Mais, en fait, les Coteaux ont suscité des
convoitises dès le déclassement militaire de la Citadelle en fin du 19°
siècle ! L’asbl Homme et Ville a réalisée pour l’échevinat de
l’Urbanisme de la Ville de Liège en 2006 une « Etude historique sur sept parcs liégeois». Les menaces sont là
depuis le déclassement de la Citadelle en 1891, suite à la construction des
forts Brialmont. En 1894, un projet présenté au Conseil communal prévoit la
transformation en parc public, mais aussi (déjà) le projet d’un chemin de fer
funiculaire de la rue Fond Saint-Servais au nouveau parc. Le funiculaire se
situait dans le prolongement du tramway vicinal de Wihogne à Sainte-Walburge,
avec une pente de maximum 16 %, et les 200 premiers mètres en tunnel. La gare
inférieure était prévue rue Fond Saint-Servais. A noter : le funiculaire serait
accessible aussi bien aux piétons qu’aux voitures.
Mais aussi, et
ici nous ne sommes plus dans le folklorique, mais dans la réalité 2015, Le
conseil communal voulait un nouveau boulevard de liaison démarrant près de la
prison Saint-Léonard à hauteur de l’actuelle Rue des Déportés avec un coude à
hauteur de la tête du tunnel du chemin de fer. Ce boulevard aurait monté
jusqu’au-dessus de la houillère du Bâneux et ensuite vers la Citadelle en
suivant la pente naturelle de la crête et en traversant le bois Fabry. Les
boulevards actuels, plus au nord, (Ernest Solvay, Hector Denis) ne sont
finalement que le reliquat de ce projet.
Ce projet
s’inscrivait dans un projet plus vaste de « boulevard
de circonvallation » partant de Cointe, où ce boulevard a connu un début de
réalisation dans la cadre de l’expo de 1905, avec le futur boulevard Gustave
Kleyer).
la Ferme Fabry |
Pendant la Grande Guerre, la Citadelle
retrouve une activité militaire toute relative, mais cruciale. Les allemands
occupent très vite ce site qui servait de caserne et qui n’était pas fortifié.

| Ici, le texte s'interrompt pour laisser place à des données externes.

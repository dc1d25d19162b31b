use std::borrow::Cow;

/// Reads one logical field from a record. `None` means the value is absent.
pub type FieldFn<T> = Box<dyn for<'a> Fn(&'a T) -> Option<Cow<'a, str>> + Send + Sync>;

/// Maps the engine's logical fields onto a concrete record shape, so one
/// engine serves units, leases, tickets, invites and tenants alike.
pub struct FieldAccessors<T> {
    text: Vec<(String, FieldFn<T>)>,
    category: Option<FieldFn<T>>,
    status: Option<FieldFn<T>>,
    scope: Option<FieldFn<T>>,
}

impl<T> Default for FieldAccessors<T> {
    fn default() -> Self {
        Self {
            text: vec![],
            category: None,
            status: None,
            scope: None,
        }
    }
}

impl<T> FieldAccessors<T> {
    pub fn new() -> Self {
        Self::default()
    }

    /// Add a free-text field searched by the search term
    pub fn text<F>(mut self, name: impl Into<String>, accessor: F) -> Self
    where
        F: for<'a> Fn(&'a T) -> Option<Cow<'a, str>> + Send + Sync + 'static,
    {
        self.text.push((name.into(), Box::new(accessor)));
        self
    }

    pub fn category<F>(mut self, accessor: F) -> Self
    where
        F: for<'a> Fn(&'a T) -> Option<Cow<'a, str>> + Send + Sync + 'static,
    {
        self.category = Some(Box::new(accessor));
        self
    }

    pub fn status<F>(mut self, accessor: F) -> Self
    where
        F: for<'a> Fn(&'a T) -> Option<Cow<'a, str>> + Send + Sync + 'static,
    {
        self.status = Some(Box::new(accessor));
        self
    }

    /// Key tested against the criteria's scope set (a unit id, typically)
    pub fn scope<F>(mut self, accessor: F) -> Self
    where
        F: for<'a> Fn(&'a T) -> Option<Cow<'a, str>> + Send + Sync + 'static,
    {
        self.scope = Some(Box::new(accessor));
        self
    }

    pub fn has_category(&self) -> bool {
        self.category.is_some()
    }

    pub fn has_status(&self) -> bool {
        self.status.is_some()
    }

    /// Whether this record shape can be narrowed to a key set
    pub fn has_scope(&self) -> bool {
        self.scope.is_some()
    }

    pub fn text_field_names(&self) -> impl Iterator<Item = &str> + '_ {
        self.text.iter().map(|(name, _)| name.as_str())
    }

    pub(crate) fn text_values<'a>(&'a self, record: &'a T) -> impl Iterator<Item = Cow<'a, str>> + 'a {
        self.text.iter().filter_map(move |(_, accessor)| accessor(record))
    }

    pub(crate) fn category_value<'a>(&self, record: &'a T) -> Option<Cow<'a, str>> {
        self.category.as_ref().and_then(|accessor| accessor(record))
    }

    pub(crate) fn status_value<'a>(&self, record: &'a T) -> Option<Cow<'a, str>> {
        self.status.as_ref().and_then(|accessor| accessor(record))
    }

    pub(crate) fn scope_value<'a>(&self, record: &'a T) -> Option<Cow<'a, str>> {
        self.scope.as_ref().and_then(|accessor| accessor(record))
    }
}

impl<T> std::fmt::Debug for FieldAccessors<T> {
    fn fmt(&self, f: &mut std::fmt::Formatter<'_>) -> std::fmt::Result {
        f.debug_struct("FieldAccessors")
            .field("text", &self.text_field_names().collect::<Vec<_>>())
            .field("category", &self.category.is_some())
            .field("status", &self.status.is_some())
            .field("scope", &self.scope.is_some())
            .finish()
    }
}

/// Borrow a string field as an accessor value
pub fn field(value: &str) -> Option<Cow<'_, str>> {
    Some(Cow::Borrowed(value))
}

/// Borrow an optional string field as an accessor value
pub fn optional_field(value: &Option<String>) -> Option<Cow<'_, str>> {
    value.as_deref().map(Cow::Borrowed)
}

Ils exploitent cette victoire pour annoncer que la ‘Festung Luttich’ est prise.
Entre les deux guerres le site reste un lieu de promenade. En 1940, la citadelle sert de caserne pour les soldats allemands, de centre d'entrainement pour les gardes wallonnes et de prison pour les patriotes. En 1945, les troupes américaines occupent la citadelle. En 1947, l'armée belge reprend possession du lieu. Selon la RTBF, l'armée belge aurait à l’époque lancé l'idée d'une liaison routière à travers le quartier Sainte-Walburge vers la Citadelle de Liège. Le site change ensuite de mains. Le CPAS de Liège l'achète pour y construire un hôpital. Une opposante à la liaison Anne Fiévet explique que « sur le cadastre, il y a toujours des pointillés qui représentent cette zone de réservation, mais on n’empêche plus les gens de construire. Donc, en principe, c’était abandonné."
Voilà la longue histoire des Coteaux. Le site
a non seulement survécu à ces multiples projets, mais est devenu avec l’aménagement
des Coteaux un véritable poumon vert à deux pas du centre-ville. Ca serait
dommage de perdre ce joyau au nom d’un concept de mobilité suranné ;
concept qui a coûté à Liège trente ans de survie ‘à cœur ouvert’…
Malheureusement, on a à l’époque simplement refermé le patient, au lieu de
faire un bon bilan de cette stratégie fausse. Mais il est toujours temps de
reconnaître ses erreurs, et ce moment est peut-être venu.